Exercise objective
Output nothing but the lines from the first line of the entries to the line with "download happens at", inclusive, exactly as they read.

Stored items
---+---

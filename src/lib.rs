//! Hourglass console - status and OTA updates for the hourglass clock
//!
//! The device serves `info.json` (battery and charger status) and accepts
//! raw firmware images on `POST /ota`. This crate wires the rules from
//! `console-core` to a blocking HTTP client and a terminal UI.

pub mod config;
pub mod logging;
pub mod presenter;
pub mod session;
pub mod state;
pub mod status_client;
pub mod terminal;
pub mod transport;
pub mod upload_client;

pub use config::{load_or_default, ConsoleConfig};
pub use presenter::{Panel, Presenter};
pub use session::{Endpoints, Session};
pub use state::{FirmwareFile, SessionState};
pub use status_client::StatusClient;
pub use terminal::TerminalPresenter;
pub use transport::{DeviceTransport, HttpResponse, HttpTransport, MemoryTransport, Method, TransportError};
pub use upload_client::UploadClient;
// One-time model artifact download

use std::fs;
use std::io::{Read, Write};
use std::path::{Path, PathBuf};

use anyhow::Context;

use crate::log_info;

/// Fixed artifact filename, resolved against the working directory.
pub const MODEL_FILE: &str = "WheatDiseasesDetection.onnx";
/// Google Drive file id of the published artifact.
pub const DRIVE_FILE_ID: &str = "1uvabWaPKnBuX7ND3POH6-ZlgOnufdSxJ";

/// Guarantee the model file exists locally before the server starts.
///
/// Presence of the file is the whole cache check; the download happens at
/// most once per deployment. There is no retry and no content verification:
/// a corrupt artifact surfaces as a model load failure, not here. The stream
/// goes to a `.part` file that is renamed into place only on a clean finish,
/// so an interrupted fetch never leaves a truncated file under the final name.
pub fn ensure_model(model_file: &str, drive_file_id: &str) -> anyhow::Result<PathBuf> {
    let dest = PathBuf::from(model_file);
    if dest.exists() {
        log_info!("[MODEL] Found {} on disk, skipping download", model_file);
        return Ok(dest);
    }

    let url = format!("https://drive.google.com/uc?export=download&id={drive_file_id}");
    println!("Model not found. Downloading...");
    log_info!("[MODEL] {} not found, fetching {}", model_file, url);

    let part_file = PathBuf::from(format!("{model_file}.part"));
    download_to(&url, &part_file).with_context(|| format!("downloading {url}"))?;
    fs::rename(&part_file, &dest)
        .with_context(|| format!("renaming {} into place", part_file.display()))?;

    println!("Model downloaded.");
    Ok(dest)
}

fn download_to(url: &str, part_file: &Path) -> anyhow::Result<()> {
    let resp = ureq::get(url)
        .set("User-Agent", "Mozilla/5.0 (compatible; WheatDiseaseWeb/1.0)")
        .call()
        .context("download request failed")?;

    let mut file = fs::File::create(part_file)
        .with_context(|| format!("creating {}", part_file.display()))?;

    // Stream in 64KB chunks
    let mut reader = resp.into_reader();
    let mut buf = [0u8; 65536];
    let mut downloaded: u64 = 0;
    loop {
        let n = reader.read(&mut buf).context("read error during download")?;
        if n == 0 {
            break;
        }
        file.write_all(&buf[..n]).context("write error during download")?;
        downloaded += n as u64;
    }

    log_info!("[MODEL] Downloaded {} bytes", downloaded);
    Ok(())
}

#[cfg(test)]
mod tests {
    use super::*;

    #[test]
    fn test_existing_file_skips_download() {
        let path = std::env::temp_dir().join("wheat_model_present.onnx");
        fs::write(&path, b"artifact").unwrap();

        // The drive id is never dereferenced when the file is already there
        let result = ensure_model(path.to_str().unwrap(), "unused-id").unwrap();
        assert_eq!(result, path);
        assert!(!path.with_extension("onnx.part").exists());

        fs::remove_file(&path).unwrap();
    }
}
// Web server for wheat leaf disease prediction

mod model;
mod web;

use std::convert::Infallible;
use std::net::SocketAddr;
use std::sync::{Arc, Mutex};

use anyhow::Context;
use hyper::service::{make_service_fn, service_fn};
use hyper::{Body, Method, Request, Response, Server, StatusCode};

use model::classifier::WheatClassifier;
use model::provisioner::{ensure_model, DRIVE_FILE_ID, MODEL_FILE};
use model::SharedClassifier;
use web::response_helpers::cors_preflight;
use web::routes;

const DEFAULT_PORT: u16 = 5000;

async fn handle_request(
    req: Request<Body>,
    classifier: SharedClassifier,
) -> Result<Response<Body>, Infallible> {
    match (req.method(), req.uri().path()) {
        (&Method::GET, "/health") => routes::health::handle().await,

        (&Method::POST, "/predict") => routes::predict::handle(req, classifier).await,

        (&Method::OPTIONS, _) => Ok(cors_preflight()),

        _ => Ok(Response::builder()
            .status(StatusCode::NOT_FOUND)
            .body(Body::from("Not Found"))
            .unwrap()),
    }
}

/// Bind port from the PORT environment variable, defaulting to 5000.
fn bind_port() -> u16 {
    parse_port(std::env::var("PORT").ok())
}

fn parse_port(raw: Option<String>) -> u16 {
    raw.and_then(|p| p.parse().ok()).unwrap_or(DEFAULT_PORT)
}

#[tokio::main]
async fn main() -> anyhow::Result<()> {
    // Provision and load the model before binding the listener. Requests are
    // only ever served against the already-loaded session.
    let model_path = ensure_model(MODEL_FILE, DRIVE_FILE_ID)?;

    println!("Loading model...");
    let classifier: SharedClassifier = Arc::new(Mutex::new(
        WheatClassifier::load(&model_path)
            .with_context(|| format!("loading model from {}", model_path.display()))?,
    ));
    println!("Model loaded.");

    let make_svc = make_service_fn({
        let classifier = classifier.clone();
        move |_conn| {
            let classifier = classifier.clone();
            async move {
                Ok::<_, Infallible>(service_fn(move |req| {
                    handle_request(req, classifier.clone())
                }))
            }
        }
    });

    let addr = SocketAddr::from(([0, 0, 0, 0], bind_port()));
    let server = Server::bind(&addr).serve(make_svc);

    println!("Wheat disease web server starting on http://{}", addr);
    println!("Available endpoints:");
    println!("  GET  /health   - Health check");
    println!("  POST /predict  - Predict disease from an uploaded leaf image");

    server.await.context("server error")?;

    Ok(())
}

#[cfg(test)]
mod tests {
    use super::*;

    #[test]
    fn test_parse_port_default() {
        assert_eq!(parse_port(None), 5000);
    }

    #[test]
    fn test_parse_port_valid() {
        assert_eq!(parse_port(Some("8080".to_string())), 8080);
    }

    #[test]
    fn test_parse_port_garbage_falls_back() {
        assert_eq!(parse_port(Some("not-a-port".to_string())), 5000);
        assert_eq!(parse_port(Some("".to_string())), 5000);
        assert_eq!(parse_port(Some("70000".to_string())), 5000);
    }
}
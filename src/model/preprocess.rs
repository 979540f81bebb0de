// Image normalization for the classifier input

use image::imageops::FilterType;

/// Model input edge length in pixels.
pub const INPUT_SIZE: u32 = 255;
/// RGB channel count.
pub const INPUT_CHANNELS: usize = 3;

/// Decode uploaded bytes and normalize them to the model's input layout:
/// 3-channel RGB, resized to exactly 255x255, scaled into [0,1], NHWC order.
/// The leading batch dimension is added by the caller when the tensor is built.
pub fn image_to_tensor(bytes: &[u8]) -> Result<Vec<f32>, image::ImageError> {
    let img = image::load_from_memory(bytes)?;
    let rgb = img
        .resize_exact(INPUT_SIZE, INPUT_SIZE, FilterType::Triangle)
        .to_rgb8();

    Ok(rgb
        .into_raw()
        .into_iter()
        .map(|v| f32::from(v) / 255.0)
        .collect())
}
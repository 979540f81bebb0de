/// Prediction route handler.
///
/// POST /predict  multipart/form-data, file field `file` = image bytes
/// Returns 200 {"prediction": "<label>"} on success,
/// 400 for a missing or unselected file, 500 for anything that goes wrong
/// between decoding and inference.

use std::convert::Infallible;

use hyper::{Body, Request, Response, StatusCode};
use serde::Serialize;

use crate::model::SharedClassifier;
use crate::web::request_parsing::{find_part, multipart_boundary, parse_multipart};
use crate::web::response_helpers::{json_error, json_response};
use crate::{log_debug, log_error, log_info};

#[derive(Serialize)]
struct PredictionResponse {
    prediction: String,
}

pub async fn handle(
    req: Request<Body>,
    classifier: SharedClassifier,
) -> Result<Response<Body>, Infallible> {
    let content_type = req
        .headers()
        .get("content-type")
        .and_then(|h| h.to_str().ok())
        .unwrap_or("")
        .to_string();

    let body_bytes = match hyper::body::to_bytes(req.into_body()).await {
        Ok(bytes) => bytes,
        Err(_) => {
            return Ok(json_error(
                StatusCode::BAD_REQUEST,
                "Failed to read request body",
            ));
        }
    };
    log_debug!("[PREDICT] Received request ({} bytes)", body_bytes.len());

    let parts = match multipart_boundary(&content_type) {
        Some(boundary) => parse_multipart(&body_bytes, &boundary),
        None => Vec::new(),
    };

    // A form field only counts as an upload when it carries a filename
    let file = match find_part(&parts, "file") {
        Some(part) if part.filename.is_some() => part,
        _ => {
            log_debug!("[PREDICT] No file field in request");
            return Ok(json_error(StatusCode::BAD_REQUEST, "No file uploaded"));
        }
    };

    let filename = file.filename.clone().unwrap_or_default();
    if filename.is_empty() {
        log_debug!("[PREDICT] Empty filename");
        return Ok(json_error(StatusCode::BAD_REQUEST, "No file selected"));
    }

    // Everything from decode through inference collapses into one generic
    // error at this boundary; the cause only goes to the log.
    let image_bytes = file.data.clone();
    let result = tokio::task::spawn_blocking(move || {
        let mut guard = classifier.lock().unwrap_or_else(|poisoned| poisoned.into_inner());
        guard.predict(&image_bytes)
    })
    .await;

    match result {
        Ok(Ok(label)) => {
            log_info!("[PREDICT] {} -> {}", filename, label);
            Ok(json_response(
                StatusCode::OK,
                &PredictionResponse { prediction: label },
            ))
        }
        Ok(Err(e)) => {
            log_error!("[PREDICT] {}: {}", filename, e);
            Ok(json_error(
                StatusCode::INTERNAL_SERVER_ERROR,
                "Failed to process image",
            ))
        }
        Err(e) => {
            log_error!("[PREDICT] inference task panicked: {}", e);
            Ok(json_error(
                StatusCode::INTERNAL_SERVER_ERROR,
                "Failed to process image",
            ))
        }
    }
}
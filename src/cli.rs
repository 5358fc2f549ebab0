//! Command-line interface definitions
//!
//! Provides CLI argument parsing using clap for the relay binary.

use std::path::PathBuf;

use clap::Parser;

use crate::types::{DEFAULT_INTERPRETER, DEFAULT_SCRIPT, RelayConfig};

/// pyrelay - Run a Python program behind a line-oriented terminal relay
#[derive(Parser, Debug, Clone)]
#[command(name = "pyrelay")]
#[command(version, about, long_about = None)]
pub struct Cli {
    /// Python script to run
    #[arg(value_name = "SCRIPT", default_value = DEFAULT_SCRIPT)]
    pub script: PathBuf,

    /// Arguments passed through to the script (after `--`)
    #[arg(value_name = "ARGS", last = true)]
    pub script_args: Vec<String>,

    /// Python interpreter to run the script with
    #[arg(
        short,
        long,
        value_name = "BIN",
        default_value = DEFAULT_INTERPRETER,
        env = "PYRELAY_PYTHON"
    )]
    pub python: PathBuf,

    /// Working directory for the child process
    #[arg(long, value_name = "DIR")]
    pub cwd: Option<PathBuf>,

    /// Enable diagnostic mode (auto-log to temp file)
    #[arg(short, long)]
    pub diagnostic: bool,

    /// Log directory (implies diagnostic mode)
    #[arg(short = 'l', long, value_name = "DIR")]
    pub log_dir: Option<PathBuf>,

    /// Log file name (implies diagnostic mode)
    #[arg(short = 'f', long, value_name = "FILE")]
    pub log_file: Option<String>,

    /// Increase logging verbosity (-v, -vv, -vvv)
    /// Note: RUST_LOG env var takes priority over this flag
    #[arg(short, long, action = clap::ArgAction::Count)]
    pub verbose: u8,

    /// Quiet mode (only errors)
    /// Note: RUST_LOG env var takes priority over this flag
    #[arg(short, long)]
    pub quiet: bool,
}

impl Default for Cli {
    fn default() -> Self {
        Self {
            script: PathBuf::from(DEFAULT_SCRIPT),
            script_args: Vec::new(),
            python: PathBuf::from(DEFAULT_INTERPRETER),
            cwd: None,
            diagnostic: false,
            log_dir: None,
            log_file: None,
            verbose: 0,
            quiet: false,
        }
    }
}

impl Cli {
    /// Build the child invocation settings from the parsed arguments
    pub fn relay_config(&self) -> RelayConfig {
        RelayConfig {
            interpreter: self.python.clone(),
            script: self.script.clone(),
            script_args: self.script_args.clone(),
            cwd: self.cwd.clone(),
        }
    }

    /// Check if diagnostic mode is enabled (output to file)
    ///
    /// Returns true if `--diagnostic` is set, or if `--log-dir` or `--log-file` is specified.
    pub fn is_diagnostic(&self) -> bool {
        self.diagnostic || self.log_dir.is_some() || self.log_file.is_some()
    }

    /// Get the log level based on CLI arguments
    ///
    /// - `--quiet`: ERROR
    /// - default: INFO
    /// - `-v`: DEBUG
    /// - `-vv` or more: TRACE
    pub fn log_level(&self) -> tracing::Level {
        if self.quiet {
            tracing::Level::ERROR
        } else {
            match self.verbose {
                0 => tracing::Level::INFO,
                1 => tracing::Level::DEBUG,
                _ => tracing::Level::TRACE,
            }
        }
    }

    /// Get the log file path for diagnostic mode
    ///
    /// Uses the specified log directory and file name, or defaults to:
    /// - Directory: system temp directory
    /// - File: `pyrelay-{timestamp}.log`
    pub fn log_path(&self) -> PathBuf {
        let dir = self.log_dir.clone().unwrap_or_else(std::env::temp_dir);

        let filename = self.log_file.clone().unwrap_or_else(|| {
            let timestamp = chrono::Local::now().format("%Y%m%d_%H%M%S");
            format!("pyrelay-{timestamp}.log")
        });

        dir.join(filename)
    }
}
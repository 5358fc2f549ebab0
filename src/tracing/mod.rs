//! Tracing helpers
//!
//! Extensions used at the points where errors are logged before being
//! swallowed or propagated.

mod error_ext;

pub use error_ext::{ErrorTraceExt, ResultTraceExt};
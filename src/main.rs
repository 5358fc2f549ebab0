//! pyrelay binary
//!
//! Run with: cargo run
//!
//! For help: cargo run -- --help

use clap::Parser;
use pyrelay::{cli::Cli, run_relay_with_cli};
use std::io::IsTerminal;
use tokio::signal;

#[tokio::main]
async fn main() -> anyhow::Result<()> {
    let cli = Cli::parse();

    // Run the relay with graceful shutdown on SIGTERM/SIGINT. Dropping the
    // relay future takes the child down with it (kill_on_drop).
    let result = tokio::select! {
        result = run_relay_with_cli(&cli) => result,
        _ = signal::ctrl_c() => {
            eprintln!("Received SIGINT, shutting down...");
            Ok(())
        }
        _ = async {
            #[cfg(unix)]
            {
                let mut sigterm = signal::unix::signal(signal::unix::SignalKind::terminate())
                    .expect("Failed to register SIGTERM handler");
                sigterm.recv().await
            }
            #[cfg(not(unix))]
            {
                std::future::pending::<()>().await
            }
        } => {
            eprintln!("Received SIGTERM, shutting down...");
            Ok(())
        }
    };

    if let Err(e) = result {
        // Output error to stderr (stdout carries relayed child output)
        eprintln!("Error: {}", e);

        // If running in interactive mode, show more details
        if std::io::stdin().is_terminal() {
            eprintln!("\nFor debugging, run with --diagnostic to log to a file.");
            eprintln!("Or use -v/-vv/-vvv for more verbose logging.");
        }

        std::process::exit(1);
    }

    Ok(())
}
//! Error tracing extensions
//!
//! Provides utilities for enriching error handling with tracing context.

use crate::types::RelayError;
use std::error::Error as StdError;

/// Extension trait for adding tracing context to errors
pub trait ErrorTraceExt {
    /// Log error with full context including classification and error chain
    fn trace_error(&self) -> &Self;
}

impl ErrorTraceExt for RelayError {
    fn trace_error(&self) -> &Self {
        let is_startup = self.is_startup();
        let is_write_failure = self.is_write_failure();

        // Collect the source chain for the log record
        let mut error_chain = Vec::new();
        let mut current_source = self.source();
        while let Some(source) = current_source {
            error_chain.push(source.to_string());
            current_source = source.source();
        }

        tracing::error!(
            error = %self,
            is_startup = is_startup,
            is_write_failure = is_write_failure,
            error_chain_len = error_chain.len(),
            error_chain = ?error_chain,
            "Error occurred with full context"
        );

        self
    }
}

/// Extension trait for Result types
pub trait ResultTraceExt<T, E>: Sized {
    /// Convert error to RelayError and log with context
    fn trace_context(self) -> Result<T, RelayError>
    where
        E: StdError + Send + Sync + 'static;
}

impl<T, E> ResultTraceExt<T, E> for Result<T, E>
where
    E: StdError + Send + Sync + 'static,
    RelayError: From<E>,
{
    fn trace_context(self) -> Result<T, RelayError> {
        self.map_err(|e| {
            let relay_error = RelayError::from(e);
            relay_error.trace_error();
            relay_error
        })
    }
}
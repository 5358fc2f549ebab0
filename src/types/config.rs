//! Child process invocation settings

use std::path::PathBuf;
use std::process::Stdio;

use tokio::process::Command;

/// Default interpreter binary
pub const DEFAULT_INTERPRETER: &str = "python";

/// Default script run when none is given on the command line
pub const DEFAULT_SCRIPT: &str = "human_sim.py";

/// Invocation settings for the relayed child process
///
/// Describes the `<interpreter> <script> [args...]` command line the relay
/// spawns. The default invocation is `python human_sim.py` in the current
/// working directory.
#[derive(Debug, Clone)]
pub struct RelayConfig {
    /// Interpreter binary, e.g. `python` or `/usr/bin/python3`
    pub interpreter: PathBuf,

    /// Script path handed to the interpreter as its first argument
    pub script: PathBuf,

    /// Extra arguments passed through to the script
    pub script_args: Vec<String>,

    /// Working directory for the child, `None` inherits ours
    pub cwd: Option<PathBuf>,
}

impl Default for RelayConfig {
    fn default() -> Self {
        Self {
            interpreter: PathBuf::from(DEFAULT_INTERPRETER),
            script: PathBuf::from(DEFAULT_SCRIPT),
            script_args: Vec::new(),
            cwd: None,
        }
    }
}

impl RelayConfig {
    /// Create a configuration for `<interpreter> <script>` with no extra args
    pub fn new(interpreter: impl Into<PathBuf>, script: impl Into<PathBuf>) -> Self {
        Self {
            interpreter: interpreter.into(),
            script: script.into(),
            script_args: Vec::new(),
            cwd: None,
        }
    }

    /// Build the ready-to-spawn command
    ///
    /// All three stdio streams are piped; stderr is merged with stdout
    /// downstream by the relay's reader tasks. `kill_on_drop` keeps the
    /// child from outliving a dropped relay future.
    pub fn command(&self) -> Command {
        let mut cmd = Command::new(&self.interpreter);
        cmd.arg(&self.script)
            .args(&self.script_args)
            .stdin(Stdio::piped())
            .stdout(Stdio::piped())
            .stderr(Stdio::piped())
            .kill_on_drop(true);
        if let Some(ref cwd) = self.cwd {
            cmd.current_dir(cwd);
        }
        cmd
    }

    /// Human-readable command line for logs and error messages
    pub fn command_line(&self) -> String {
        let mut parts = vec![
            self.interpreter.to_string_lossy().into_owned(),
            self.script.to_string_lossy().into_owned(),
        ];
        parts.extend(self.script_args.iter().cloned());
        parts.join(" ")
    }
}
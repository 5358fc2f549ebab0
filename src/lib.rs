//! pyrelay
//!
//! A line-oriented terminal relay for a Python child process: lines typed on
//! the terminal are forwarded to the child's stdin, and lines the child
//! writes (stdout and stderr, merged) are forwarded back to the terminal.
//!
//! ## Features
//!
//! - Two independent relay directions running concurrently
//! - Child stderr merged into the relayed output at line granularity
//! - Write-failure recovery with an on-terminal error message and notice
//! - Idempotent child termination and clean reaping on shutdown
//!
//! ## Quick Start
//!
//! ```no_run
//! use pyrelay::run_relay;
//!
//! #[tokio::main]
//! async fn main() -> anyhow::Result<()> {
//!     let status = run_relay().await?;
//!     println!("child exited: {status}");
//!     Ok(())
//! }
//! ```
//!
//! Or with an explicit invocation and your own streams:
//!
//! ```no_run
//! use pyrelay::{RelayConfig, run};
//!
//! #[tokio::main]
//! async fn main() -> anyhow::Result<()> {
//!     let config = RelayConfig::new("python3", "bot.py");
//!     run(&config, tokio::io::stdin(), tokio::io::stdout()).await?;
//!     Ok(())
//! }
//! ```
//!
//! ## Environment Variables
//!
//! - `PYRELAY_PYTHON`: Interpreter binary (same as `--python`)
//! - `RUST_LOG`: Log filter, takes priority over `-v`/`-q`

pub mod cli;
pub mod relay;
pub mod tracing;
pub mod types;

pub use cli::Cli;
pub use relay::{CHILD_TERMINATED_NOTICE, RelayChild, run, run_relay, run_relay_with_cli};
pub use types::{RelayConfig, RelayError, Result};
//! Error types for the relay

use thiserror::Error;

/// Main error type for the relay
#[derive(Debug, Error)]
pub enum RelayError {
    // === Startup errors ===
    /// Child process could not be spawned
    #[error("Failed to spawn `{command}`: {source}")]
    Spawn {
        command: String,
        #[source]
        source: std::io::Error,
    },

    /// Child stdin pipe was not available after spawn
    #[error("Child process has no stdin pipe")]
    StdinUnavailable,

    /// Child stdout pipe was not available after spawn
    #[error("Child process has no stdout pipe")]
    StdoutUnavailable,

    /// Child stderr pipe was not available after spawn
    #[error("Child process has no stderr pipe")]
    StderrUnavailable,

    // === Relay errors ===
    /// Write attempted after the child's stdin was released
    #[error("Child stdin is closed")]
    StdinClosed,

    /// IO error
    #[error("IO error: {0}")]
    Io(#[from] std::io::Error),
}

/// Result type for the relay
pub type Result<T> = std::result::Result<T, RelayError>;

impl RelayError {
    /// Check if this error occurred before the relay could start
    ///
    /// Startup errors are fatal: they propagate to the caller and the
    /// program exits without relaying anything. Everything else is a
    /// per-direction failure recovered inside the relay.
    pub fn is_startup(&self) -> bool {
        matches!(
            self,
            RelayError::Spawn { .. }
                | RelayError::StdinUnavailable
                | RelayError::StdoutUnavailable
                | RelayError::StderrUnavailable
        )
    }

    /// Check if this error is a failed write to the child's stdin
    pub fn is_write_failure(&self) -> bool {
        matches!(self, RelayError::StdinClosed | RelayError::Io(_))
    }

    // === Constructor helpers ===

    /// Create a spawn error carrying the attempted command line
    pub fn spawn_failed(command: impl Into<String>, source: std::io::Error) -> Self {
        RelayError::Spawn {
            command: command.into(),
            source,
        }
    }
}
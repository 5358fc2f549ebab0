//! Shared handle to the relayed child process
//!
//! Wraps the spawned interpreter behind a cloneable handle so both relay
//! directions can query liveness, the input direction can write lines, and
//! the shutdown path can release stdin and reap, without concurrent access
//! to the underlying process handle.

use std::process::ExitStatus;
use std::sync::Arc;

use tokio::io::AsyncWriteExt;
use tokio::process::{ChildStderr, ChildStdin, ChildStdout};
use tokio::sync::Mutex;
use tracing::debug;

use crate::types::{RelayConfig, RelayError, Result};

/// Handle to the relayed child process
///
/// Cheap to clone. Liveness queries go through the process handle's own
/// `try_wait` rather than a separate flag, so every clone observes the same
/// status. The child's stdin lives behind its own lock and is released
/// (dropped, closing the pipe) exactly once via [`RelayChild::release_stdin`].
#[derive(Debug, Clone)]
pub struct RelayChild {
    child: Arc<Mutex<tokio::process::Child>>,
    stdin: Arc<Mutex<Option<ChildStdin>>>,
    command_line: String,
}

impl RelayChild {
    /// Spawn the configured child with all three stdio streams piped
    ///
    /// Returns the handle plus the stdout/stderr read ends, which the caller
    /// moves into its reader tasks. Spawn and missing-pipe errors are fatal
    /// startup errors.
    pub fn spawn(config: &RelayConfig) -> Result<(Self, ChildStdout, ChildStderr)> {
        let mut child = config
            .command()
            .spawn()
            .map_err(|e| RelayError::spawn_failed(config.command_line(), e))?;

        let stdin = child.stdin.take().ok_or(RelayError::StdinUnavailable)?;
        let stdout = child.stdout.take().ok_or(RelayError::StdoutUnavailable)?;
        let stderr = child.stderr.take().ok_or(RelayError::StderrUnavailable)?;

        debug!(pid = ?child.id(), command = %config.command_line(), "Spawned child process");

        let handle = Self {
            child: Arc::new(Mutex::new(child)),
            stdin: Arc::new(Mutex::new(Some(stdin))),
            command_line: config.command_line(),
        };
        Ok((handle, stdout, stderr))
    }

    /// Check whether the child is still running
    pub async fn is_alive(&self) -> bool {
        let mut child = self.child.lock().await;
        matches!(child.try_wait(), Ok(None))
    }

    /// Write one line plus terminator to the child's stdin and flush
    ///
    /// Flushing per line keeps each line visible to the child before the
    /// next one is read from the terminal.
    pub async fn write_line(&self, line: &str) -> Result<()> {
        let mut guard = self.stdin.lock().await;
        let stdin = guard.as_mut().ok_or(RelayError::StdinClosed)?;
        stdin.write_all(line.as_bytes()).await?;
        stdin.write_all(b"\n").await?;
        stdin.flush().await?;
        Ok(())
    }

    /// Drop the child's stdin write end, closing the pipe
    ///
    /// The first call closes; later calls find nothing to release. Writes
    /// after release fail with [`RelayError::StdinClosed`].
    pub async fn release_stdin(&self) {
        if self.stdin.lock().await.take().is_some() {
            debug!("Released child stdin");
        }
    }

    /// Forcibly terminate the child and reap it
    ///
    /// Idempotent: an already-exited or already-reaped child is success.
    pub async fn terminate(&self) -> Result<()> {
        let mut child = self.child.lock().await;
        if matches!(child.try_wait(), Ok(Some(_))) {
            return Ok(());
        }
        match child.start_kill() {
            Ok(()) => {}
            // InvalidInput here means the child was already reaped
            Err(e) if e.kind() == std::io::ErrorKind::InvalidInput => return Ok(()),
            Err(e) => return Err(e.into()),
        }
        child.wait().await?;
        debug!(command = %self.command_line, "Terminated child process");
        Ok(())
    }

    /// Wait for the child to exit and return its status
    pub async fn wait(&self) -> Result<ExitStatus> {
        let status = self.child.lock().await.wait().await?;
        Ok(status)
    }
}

---+---

Answer
filename src/lib.rs
//! Hourglass console - status and OTA updates for the hourglass clock
//!
//! The device serves `info.json` (battery and charger status) and accepts
//! raw firmware images on `POST /ota`. This crate wires the rules from
//! `console-core` to a blocking HTTP client and a terminal UI.

pub mod config;
pub mod logging;
pub mod presenter;
pub mod session;
pub mod state;
pub mod status_client;
pub mod terminal;
pub mod transport;
pub mod upload_client;

pub use config::{load_or_default, ConsoleConfig};
pub use presenter::{Panel, Presenter};
pub use session::{Endpoints, Session};
pub use state::{FirmwareFile, SessionState};
pub use status_client::StatusClient;
pub use terminal::TerminalPresenter;
pub use transport::{DeviceTransport, HttpResponse, HttpTransport, MemoryTransport, Method, TransportError};
pub use upload_client::UploadClient;
// One-time model artifact download

use std::fs;
use std::io::{Read, Write};
use std::path::{Path, PathBuf};

use anyhow::Context;

use crate::log_info;

/// Fixed artifact filename, resolved against the working directory.
pub const MODEL_FILE: &str = "WheatDiseasesDetection.onnx";
/// Google Drive file id of the published artifact.
pub const DRIVE_FILE_ID: &str = "1uvabWaPKnBuX7ND3POH6-ZlgOnufdSxJ";

/// Guarantee the model file exists locally before the server starts.
///
/// Presence of the file is the whole cache check; the download happens at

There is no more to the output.